* [EXERCISE]
Filter the entries down to the lines containing "BtagWp", and copy those lines.

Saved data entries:
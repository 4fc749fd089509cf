use std::cmp::Reverse;
use std::collections::HashMap;

use itertools::Itertools;
use ordered_float::OrderedFloat;
use tracing::debug;

use crate::algorithm::selection::LeptonPools;
use crate::config::ResolvedConfig;
use crate::data::candidates::{DiJet, DiLepDiJet, DiLepton, Jet};
use crate::data::quality::{BtagCombination, BtagWp, JetOrdering, LeptonQuality};

/// Sorts a set of jet-pool indices under an explicit ordering strategy.
///
/// The order is strictly total: descending in the strategy's floating-point
/// key, with the pool index ascending as tie-break, so equal key values
/// resolve identically on every run.
///
/// # Arguments
///
/// * `jets` - the jet pool the indices point into.
/// * `candidates` - pool indices to order.
/// * `ordering` - the ordering strategy to apply.
///
/// # Examples
///
/// ```
/// use recomb::algorithm::combinatorics::ordered_jet_indices;
/// use recomb::data::candidates::Jet;
/// use recomb::data::kinematics::FourMomentum;
/// use recomb::data::quality::JetOrdering;
///
/// let jet = |pt: f64, btag: f64| Jet {
///     p4: FourMomentum::new(pt, 0.0, 0.0, pt),
///     idx: 0,
///     is_id_loose: true, is_id_tight: true, is_id_tight_lepton_veto: false,
///     btag,
///     is_wp_loose: false, is_wp_medium: false, is_wp_tight: false,
///     min_dr_jl: 1.0,
/// };
/// let pool = vec![jet(55.0, 0.95), jet(60.0, 0.5)];
/// let by_pt = ordered_jet_indices(&pool, &[0, 1], JetOrdering::PtDescending);
/// let by_btag = ordered_jet_indices(&pool, &[0, 1], JetOrdering::BtagDescending);
/// assert_eq!(by_pt, vec![1, 0]);
/// assert_eq!(by_btag, vec![0, 1]);
/// ```
pub fn ordered_jet_indices(jets: &[Jet], candidates: &[u16], ordering: JetOrdering) -> Vec<u16> {
    let mut indices = candidates.to_vec();
    match ordering {
        JetOrdering::PtDescending => {
            indices.sort_by_key(|&i| (Reverse(OrderedFloat(jets[i as usize].p4.pt)), i));
        }
        JetOrdering::BtagDescending => {
            indices.sort_by_key(|&i| (Reverse(OrderedFloat(jets[i as usize].btag)), i));
        }
    }
    indices
}

/// Every combination-keyed index view produced for one event.
///
/// Pools referenced by the views (`di_leptons`, `di_jets`, `di_lep_di_jets`)
/// are owned here and handed over to the event products unchanged.
#[derive(Clone, Debug, Default)]
pub struct CombinationViews {
    pub leptons_id_iso: Vec<Vec<u16>>,
    pub di_leptons: Vec<DiLepton>,
    pub di_leptons_id_iso: Vec<Vec<u16>>,
    pub sel_jets_sel_id_dr_cut: Vec<Vec<u16>>,
    pub sel_b_jets_dr_cut_wp_pt_ordered: Vec<Vec<u16>>,
    pub sel_b_jets_dr_cut_wp_btag_ordered: Vec<Vec<u16>>,
    pub di_jets: Vec<DiJet>,
    pub di_jets_dr_cut: Vec<Vec<u16>>,
    pub di_b_jets_dr_cut_wp_pt_ordered: Vec<Vec<u16>>,
    pub di_b_jets_dr_cut_wp_btag_ordered: Vec<Vec<u16>>,
    pub di_lep_di_jets: Vec<DiLepDiJet>,
    pub di_lep_di_jets_dr_cut: Vec<Vec<u16>>,
    pub di_lep_di_b_jets_dr_cut_wp_pt_ordered: Vec<Vec<u16>>,
    pub di_lep_di_b_jets_dr_cut_wp_btag_ordered: Vec<Vec<u16>>,
}

/// The combination index engine.
///
/// For every lepton-quality combination (and, where b-tagging enters, every
/// quality x working-point combination) the engine produces ordered index
/// views into the shared object pools. Objects are never copied into views,
/// only positions.
pub struct CombinationEngine<'a> {
    config: &'a ResolvedConfig,
    pools: &'a LeptonPools,
    jets: &'a [Jet],
    hlt_matches: &'a [Option<u16>],
}

impl<'a> CombinationEngine<'a> {
    /// # Arguments
    ///
    /// * `config` - resolved selection configuration.
    /// * `pools` - lepton pools from the object builders.
    /// * `jets` - selected-jet pool (already globally cleaned).
    /// * `hlt_matches` - per-isolated-lepton trigger-match results.
    pub fn new(
        config: &'a ResolvedConfig,
        pools: &'a LeptonPools,
        jets: &'a [Jet],
        hlt_matches: &'a [Option<u16>],
    ) -> Self {
        CombinationEngine { config, pools, jets, hlt_matches }
    }

    /// Runs the engine and materializes every view.
    pub fn build(&self) -> CombinationViews {
        let mut views = CombinationViews::default();

        let cleaned = self.build_jet_views(&mut views);
        self.build_di_jets(&cleaned, &mut views);
        self.build_di_leptons(&mut views);
        self.build_quadruples(&mut views);

        debug!(
            di_leptons = views.di_leptons.len(),
            di_jets = views.di_jets.len(),
            di_lep_di_jets = views.di_lep_di_jets.len(),
            "combination views built"
        );
        views
    }

    /// Per-lepton quality membership and the per-quality / per-combination
    /// jet views. Returns the per-quality cleaned-jet sets (pool order) for
    /// reuse by the pair stages.
    ///
    /// Jet-lepton cleaning happens once, globally, in the jet builder
    /// against the union of both lepton pools; the leptons passing any
    /// single quality are a subset of that union, so re-cleaning per quality
    /// could never drop another jet. Every quality slot therefore carries
    /// the same set: the pool jets passing the configured jet ID.
    fn build_jet_views(&self, views: &mut CombinationViews) -> Vec<Vec<u16>> {
        views.leptons_id_iso = self
            .pools
            .isolated
            .iter()
            .map(|lepton| {
                LeptonQuality::all()
                    .filter(|q| lepton.passes(q))
                    .map(|q| q.index() as u16)
                    .collect()
            })
            .collect();

        let set: Vec<u16> = self
            .jets
            .iter()
            .enumerate()
            .filter(|(_, jet)| jet.passes_id(self.config.jet_id))
            .map(|(slot, _)| slot as u16)
            .collect();
        let cleaned: Vec<Vec<u16>> = vec![set; LeptonQuality::COUNT];
        views.sel_jets_sel_id_dr_cut = cleaned.clone();

        for combo in BtagCombination::all() {
            let wp_jets: Vec<u16> = cleaned[combo.quality.index()]
                .iter()
                .copied()
                .filter(|&slot| self.jets[slot as usize].passes_wp(combo.wp))
                .collect();
            views
                .sel_b_jets_dr_cut_wp_pt_ordered
                .push(ordered_jet_indices(self.jets, &wp_jets, JetOrdering::PtDescending));
            views
                .sel_b_jets_dr_cut_wp_btag_ordered
                .push(ordered_jet_indices(self.jets, &wp_jets, JetOrdering::BtagDescending));
        }

        cleaned
    }

    /// Builds the shared jet-pair pool and its combination views.
    ///
    /// The base pool holds every unordered pair once, legs pt-ordered. Best
    /// b-jet pairs whose discriminant ordering disagrees with the pt
    /// ordering are interned as additional entries rather than copied.
    fn build_di_jets(&self, cleaned: &[Vec<u16>], views: &mut CombinationViews) {
        let mut slots: HashMap<(u16, u16), u16> = HashMap::new();

        let base_pairs: Vec<(u16, u16)> = (0..self.jets.len() as u16)
            .tuple_combinations()
            .map(|(a, b)| self.pt_ordered_legs(a, b))
            .collect();
        for &(first, second) in &base_pairs {
            Self::intern_di_jet(self.jets, &mut views.di_jets, &mut slots, first, second);
        }
        let base_count = views.di_jets.len();

        for quality_cleaned in cleaned {
            let members: Vec<bool> = {
                let mut mask = vec![false; self.jets.len()];
                for &slot in quality_cleaned {
                    mask[slot as usize] = true;
                }
                mask
            };
            let view: Vec<u16> = (0..base_count as u16)
                .filter(|&slot| {
                    let pair = &views.di_jets[slot as usize];
                    members[pair.idx1 as usize] && members[pair.idx2 as usize]
                })
                .collect();
            views.di_jets_dr_cut.push(view);
        }

        for combo in BtagCombination::all() {
            match self.best_b_pair(&cleaned[combo.quality.index()], combo.wp) {
                Some((x, y)) => {
                    // selection order is discriminant-descending
                    let (pt_first, pt_second) = self.pt_ordered_legs(x, y);
                    let pt_slot = Self::intern_di_jet(
                        self.jets,
                        &mut views.di_jets,
                        &mut slots,
                        pt_first,
                        pt_second,
                    );
                    let btag_slot =
                        Self::intern_di_jet(self.jets, &mut views.di_jets, &mut slots, x, y);
                    views.di_b_jets_dr_cut_wp_pt_ordered.push(vec![pt_slot]);
                    views.di_b_jets_dr_cut_wp_btag_ordered.push(vec![btag_slot]);
                }
                None => {
                    views.di_b_jets_dr_cut_wp_pt_ordered.push(Vec::new());
                    views.di_b_jets_dr_cut_wp_btag_ordered.push(Vec::new());
                }
            }
        }
    }

    /// The two highest-discriminant jets among a cleaned set passing a
    /// working point: discriminant descending, pt descending as secondary
    /// key, pool index as final tie-break. Returns the legs in that order.
    fn best_b_pair(&self, cleaned: &[u16], wp: BtagWp) -> Option<(u16, u16)> {
        let mut candidates: Vec<u16> = cleaned
            .iter()
            .copied()
            .filter(|&slot| self.jets[slot as usize].passes_wp(wp))
            .collect();
        if candidates.len() < 2 {
            return None;
        }
        candidates.sort_by_key(|&i| {
            let jet = &self.jets[i as usize];
            (Reverse(OrderedFloat(jet.btag)), Reverse(OrderedFloat(jet.p4.pt)), i)
        });
        Some((candidates[0], candidates[1]))
    }

    fn pt_ordered_legs(&self, a: u16, b: u16) -> (u16, u16) {
        let key = |i: u16| (Reverse(OrderedFloat(self.jets[i as usize].p4.pt)), i);
        if key(a) <= key(b) {
            (a, b)
        } else {
            (b, a)
        }
    }

    fn intern_di_jet(
        jets: &[Jet],
        pool: &mut Vec<DiJet>,
        slots: &mut HashMap<(u16, u16), u16>,
        first: u16,
        second: u16,
    ) -> u16 {
        *slots.entry((first, second)).or_insert_with(|| {
            let slot = pool.len() as u16;
            pool.push(DiJet::new(
                first,
                &jets[first as usize],
                second,
                &jets[second as usize],
            ));
            slot
        })
    }

    /// Builds the lepton-pair pool from the isolated leptons. Only pairs
    /// where both legs resolved to a trigger match become candidates; with
    /// no trigger collection for the event every view downstream stays
    /// empty.
    fn build_di_leptons(&self, views: &mut CombinationViews) {
        for (i, j) in (0..self.pools.isolated.len()).tuple_combinations() {
            if self.hlt_matches[i].is_none() || self.hlt_matches[j].is_none() {
                continue;
            }
            let pair = DiLepton::new(
                i as u16,
                &self.pools.isolated[i],
                j as u16,
                &self.pools.isolated[j],
            );
            views.di_leptons_id_iso.push(
                LeptonQuality::all()
                    .filter(|q| pair.passes(q))
                    .map(|q| q.index() as u16)
                    .collect(),
            );
            views.di_leptons.push(pair);
        }
    }

    /// Builds the quadruple pool and its views. The governing quality of a
    /// lepton pair (the meet of its legs) selects which cleaned jet-pair
    /// set and which best b-jet pair the quadruple is built against.
    fn build_quadruples(&self, views: &mut CombinationViews) {
        let mut slots: HashMap<(u16, u16), u16> = HashMap::new();

        let mut intern = |pool: &mut Vec<DiLepDiJet>,
                          di_leptons: &[DiLepton],
                          di_jets: &[DiJet],
                          dl_slot: u16,
                          dj_slot: u16| {
            *slots.entry((dl_slot, dj_slot)).or_insert_with(|| {
                let slot = pool.len() as u16;
                pool.push(DiLepDiJet::new(
                    dl_slot,
                    &di_leptons[dl_slot as usize],
                    dj_slot,
                    &di_jets[dj_slot as usize],
                ));
                slot
            })
        };

        for quality in LeptonQuality::all() {
            let mut dr_view = Vec::new();
            let mut pt_views: Vec<Vec<u16>> = vec![Vec::new(); BtagWp::COUNT];
            let mut btag_views: Vec<Vec<u16>> = vec![Vec::new(); BtagWp::COUNT];

            for (dl_slot, pair) in views.di_leptons.iter().enumerate() {
                if !pair.passes(&quality) {
                    continue;
                }
                let Some(governing) = pair.governing_quality() else {
                    continue;
                };

                for &dj_slot in &views.di_jets_dr_cut[governing.index()] {
                    let slot = intern(
                        &mut views.di_lep_di_jets,
                        &views.di_leptons,
                        &views.di_jets,
                        dl_slot as u16,
                        dj_slot,
                    );
                    dr_view.push(slot);
                }

                for wp in BtagWp::all() {
                    let combo = BtagCombination::new(governing, wp).index();
                    if let Some(&dj_slot) =
                        views.di_b_jets_dr_cut_wp_pt_ordered[combo].first()
                    {
                        let slot = intern(
                            &mut views.di_lep_di_jets,
                            &views.di_leptons,
                            &views.di_jets,
                            dl_slot as u16,
                            dj_slot,
                        );
                        pt_views[wp as usize].push(slot);
                    }
                    if let Some(&dj_slot) =
                        views.di_b_jets_dr_cut_wp_btag_ordered[combo].first()
                    {
                        let slot = intern(
                            &mut views.di_lep_di_jets,
                            &views.di_leptons,
                            &views.di_jets,
                            dl_slot as u16,
                            dj_slot,
                        );
                        btag_views[wp as usize].push(slot);
                    }
                }
            }

            views.di_lep_di_jets_dr_cut.push(dr_view);
            views.di_lep_di_b_jets_dr_cut_wp_pt_ordered.append(&mut pt_views);
            views.di_lep_di_b_jets_dr_cut_wp_btag_ordered.append(&mut btag_views);
        }
    }
}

* [SOLVED PROBLEM]
use crate::data::quality::{BtagCombination, BtagWp, JetOrdering, LeptonQuality};
    fn best_b_pair(&self, cleaned: &[u16], wp: BtagWp) -> Option<(u16, u16)> {
            let mut pt_views: Vec<Vec<u16>> = vec![Vec::new(); BtagWp::COUNT];
            let mut btag_views: Vec<Vec<u16>> = vec![Vec::new(); BtagWp::COUNT];
                for wp in BtagWp::all() {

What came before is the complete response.